On the 31st July, 1940, Udham Singh was hanged at Pentonville jail, London. On the 4th of June in the same year he had been arraigned before Mr. Justice Atkinson at the Central Criminal Court, the Old Bailey.
Udham Singh was charged with the murder of Sir Michael O’Dwyer, the former Lieutenant-Governor of the Punjab who had approved of the action of Brigadier-General R.E.H. Dyer at Jallianwala Bagh, Amritsar on April 13, 1919, which had resulted in the massacre of hundreds of men, women and children and left over 1,000 wounded during the course of a peaceful political meeting.
The assassination of O’Dwyer took place at the Caxton Hall, Westminster. The trial of Udham Singh lasted for two days, he was found guilty and was given the death sentence. On the 15th July, 1940, the Court of Criminal Appeal heard and dismissed the appeal of Udham Singh against the death sentence.

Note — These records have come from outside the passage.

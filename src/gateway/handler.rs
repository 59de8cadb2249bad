//! Gateway connection handler.
//!
//! Parses incoming requests, enforces token verification for non-public
//! paths, injects the caller's identity headers, and forwards to the
//! resolved backend.

use bytes::Bytes;
use http_body_util::{combinators::BoxBody, BodyExt, Full};
use hyper::body::Incoming;
use hyper::server::conn::http1;
use hyper::service::service_fn;
use hyper::{Request, Response, StatusCode};
use hyper_util::rt::TokioIo;
use std::net::SocketAddr;
use std::sync::Arc;
use tokio::net::TcpStream;
use tracing::{debug, error, info, warn};

use super::{Forwarder, PublicPaths, RouteTable};
use crate::token::{Claims, TokenService};

/// Identity headers injected for backends. Client-supplied values are always
/// stripped so they cannot be spoofed through the gateway.
pub const USER_ID_HEADER: &str = "X-User-Id";
pub const USER_ROLE_HEADER: &str = "X-User-Role";

/// Handles incoming gateway connections
#[derive(Clone)]
pub struct GatewayHandler {
    routes: Arc<RouteTable>,
    public: PublicPaths,
    tokens: TokenService,
    forwarder: Forwarder,
}

impl GatewayHandler {
    pub fn new(routes: Arc<RouteTable>, public: PublicPaths, tokens: TokenService) -> Self {
        Self {
            routes,
            public,
            tokens,
            forwarder: Forwarder::new(),
        }
    }

    /// Handle a single TCP connection
    pub async fn handle_connection(
        &self,
        stream: TcpStream,
        remote_addr: SocketAddr,
    ) -> anyhow::Result<()> {
        let io = TokioIo::new(stream);
        let handler = self.clone();

        http1::Builder::new()
            .serve_connection(
                io,
                service_fn(move |req| {
                    let handler = handler.clone();
                    async move { handler.handle_request(req, remote_addr).await }
                }),
            )
            .await?;

        Ok(())
    }

    /// Handle a single HTTP request
    async fn handle_request(
        &self,
        mut req: Request<Incoming>,
        remote_addr: SocketAddr,
    ) -> Result<Response<BoxBody<Bytes, hyper::Error>>, hyper::Error> {
        let method = req.method().clone();
        let path = req.uri().path().to_string();

        debug!(
            method = %method,
            path = %path,
            remote = %remote_addr,
            "Incoming gateway request"
        );

        if path == "/health" {
            return Ok(json_response(StatusCode::OK, r#"{"status":"ok"}"#));
        }

        strip_client_identity(&mut req);

        if !self.public.matches(&path) {
            let claims = match self.verify_request(req.headers()) {
                Ok(claims) => claims,
                Err(response) => {
                    warn!(method = %method, path = %path, "Rejected unauthenticated request");
                    return Ok(response);
                }
            };
            inject_identity(&mut req, &claims);
        }

        let (backend, forward_path) = match self.routes.resolve(&path) {
            Some((backend, forward_path)) => (backend.clone(), forward_path.to_string()),
            None => {
                warn!(path = %path, "No backend for path");
                return Ok(error_response(
                    StatusCode::NOT_FOUND,
                    "not_found",
                    "No service for this path",
                ));
            }
        };

        info!(
            method = %method,
            path = %path,
            backend = %backend.authority,
            "Forwarding request"
        );

        match self.forwarder.forward(req, &backend, &forward_path).await {
            Ok(response) => Ok(response),
            Err(e) => {
                error!(error = %e, backend = %backend.authority, "Backend request failed");
                Ok(error_response(
                    StatusCode::BAD_GATEWAY,
                    "bad_gateway",
                    "Backend unavailable",
                ))
            }
        }
    }

    /// Verify the bearer token on a protected request
    fn verify_request(
        &self,
        headers: &hyper::HeaderMap,
    ) -> Result<Claims, Response<BoxBody<Bytes, hyper::Error>>> {
        let token = headers
            .get(hyper::header::AUTHORIZATION)
            .and_then(|h| h.to_str().ok())
            .and_then(|h| h.strip_prefix("Bearer "));

        let token = token.ok_or_else(|| {
            error_response(
                StatusCode::UNAUTHORIZED,
                "unauthorized",
                "Missing bearer token",
            )
        })?;

        self.tokens.verify_access(token).map_err(|e| {
            debug!(error = %e, "Token rejected");
            error_response(
                StatusCode::UNAUTHORIZED,
                "unauthorized",
                "Invalid or expired token",
            )
        })
    }
}

/// Identity headers only ever come from the gateway itself; drop any copies
/// the client sent
fn strip_client_identity<B>(req: &mut Request<B>) {
    req.headers_mut().remove(USER_ID_HEADER);
    req.headers_mut().remove(USER_ROLE_HEADER);
}

/// Add the verified caller's identity as forwarding headers
fn inject_identity<B>(req: &mut Request<B>, claims: &Claims) {
    let headers = req.headers_mut();
    if let Ok(value) = hyper::header::HeaderValue::from_str(&claims.sub) {
        headers.insert(USER_ID_HEADER, value);
    }
    let roles = claims.roles.as_deref().unwrap_or_default().join(",");
    if let Ok(value) = hyper::header::HeaderValue::from_str(&roles) {
        headers.insert(USER_ROLE_HEADER, value);
    }
}

fn json_response(status: StatusCode, body: &str) -> Response<BoxBody<Bytes, hyper::Error>> {
    Response::builder()
        .status(status)
        .header("Content-Type", "application/json")
        .body(
            Full::new(Bytes::from(body.to_string()))
                .map_err(|e| match e {})
                .boxed(),
        )
        .unwrap()
}

/// JSON error envelope in the same shape the services use
fn error_response(
    status: StatusCode,
    code: &str,
    message: &str,
) -> Response<BoxBody<Bytes, hyper::Error>> {
    let body = serde_json::json!({
        "error": { "code": code, "message": message }
    });
    json_response(status, &body.to_string())
}

#[cfg(test)]
mod tests {
    use super::*;
    use crate::config::{AuthConfig, GatewayConfig};
    use crate::token::TokenService;
    use http_body_util::Empty;
    use hyper::HeaderMap;

    fn token_service() -> TokenService {
        let config = AuthConfig {
            jwt_secret: "test-secret".to_string(),
            ..AuthConfig::default()
        };
        TokenService::new(&config)
    }

    fn handler() -> GatewayHandler {
        let config = GatewayConfig::default();
        GatewayHandler::new(
            Arc::new(RouteTable::from_config(&config)),
            PublicPaths::new(config.public_paths),
            token_service(),
        )
    }

    fn bearer(token: &str) -> HeaderMap {
        let mut headers = HeaderMap::new();
        headers.insert(
            hyper::header::AUTHORIZATION,
            format!("Bearer {}", token).parse().unwrap(),
        );
        headers
    }

    async fn body_string(response: Response<BoxBody<Bytes, hyper::Error>>) -> String {
        let bytes = response.into_body().collect().await.unwrap().to_bytes();
        String::from_utf8(bytes.to_vec()).unwrap()
    }

    #[tokio::test]
    async fn test_missing_token_is_unauthorized() {
        let handler = handler();

        let response = handler.verify_request(&HeaderMap::new()).unwrap_err();
        assert_eq!(response.status(), StatusCode::UNAUTHORIZED);

        let body = body_string(response).await;
        assert!(body.contains("unauthorized"));
        assert!(body.contains("Missing bearer token"));
    }

    #[tokio::test]
    async fn test_garbage_token_is_unauthorized() {
        let handler = handler();

        let response = handler.verify_request(&bearer("not-a-jwt")).unwrap_err();
        assert_eq!(response.status(), StatusCode::UNAUTHORIZED);

        let body = body_string(response).await;
        assert!(body.contains("Invalid or expired token"));
    }

    #[tokio::test]
    async fn test_refresh_token_is_rejected() {
        let handler = handler();
        let refresh = token_service().issue_refresh_token("user-1").unwrap();

        let response = handler.verify_request(&bearer(&refresh)).unwrap_err();
        assert_eq!(response.status(), StatusCode::UNAUTHORIZED);
    }

    #[test]
    fn test_valid_token_injects_identity() {
        let handler = handler();
        let token = token_service()
            .issue_access_token("user-1", &["ADMIN".to_string(), "CLIENTE".to_string()])
            .unwrap();

        let claims = handler.verify_request(&bearer(&token)).unwrap();
        assert_eq!(claims.sub, "user-1");

        let mut req = Request::builder()
            .uri("/api/carrito/usuario/user-1")
            .body(Empty::<Bytes>::new())
            .unwrap();
        inject_identity(&mut req, &claims);

        assert_eq!(req.headers().get(USER_ID_HEADER).unwrap(), "user-1");
        assert_eq!(req.headers().get(USER_ROLE_HEADER).unwrap(), "ADMIN,CLIENTE");
    }

    #[test]
    fn test_client_identity_headers_are_stripped() {
        let mut req = Request::builder()
            .uri("/api/auth/login")
            .header(USER_ID_HEADER, "attacker")
            .header(USER_ROLE_HEADER, "ADMIN")
            .body(Empty::<Bytes>::new())
            .unwrap();

        strip_client_identity(&mut req);

        assert!(req.headers().get(USER_ID_HEADER).is_none());
        assert!(req.headers().get(USER_ROLE_HEADER).is_none());
    }
}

Prior to passing the sentence Mr. Justice Atkinson asked Udham Singh whether he had anything to say. Replying in the affirmative he began to read from prepared notes. The judge repeatedly interrupted Udham Singh and ordered the press not to report the statement. Both in Britain and India the government made strenuous efforts to ensure that the minimum publicity was given to the trial. Reuters were approached for this purpose.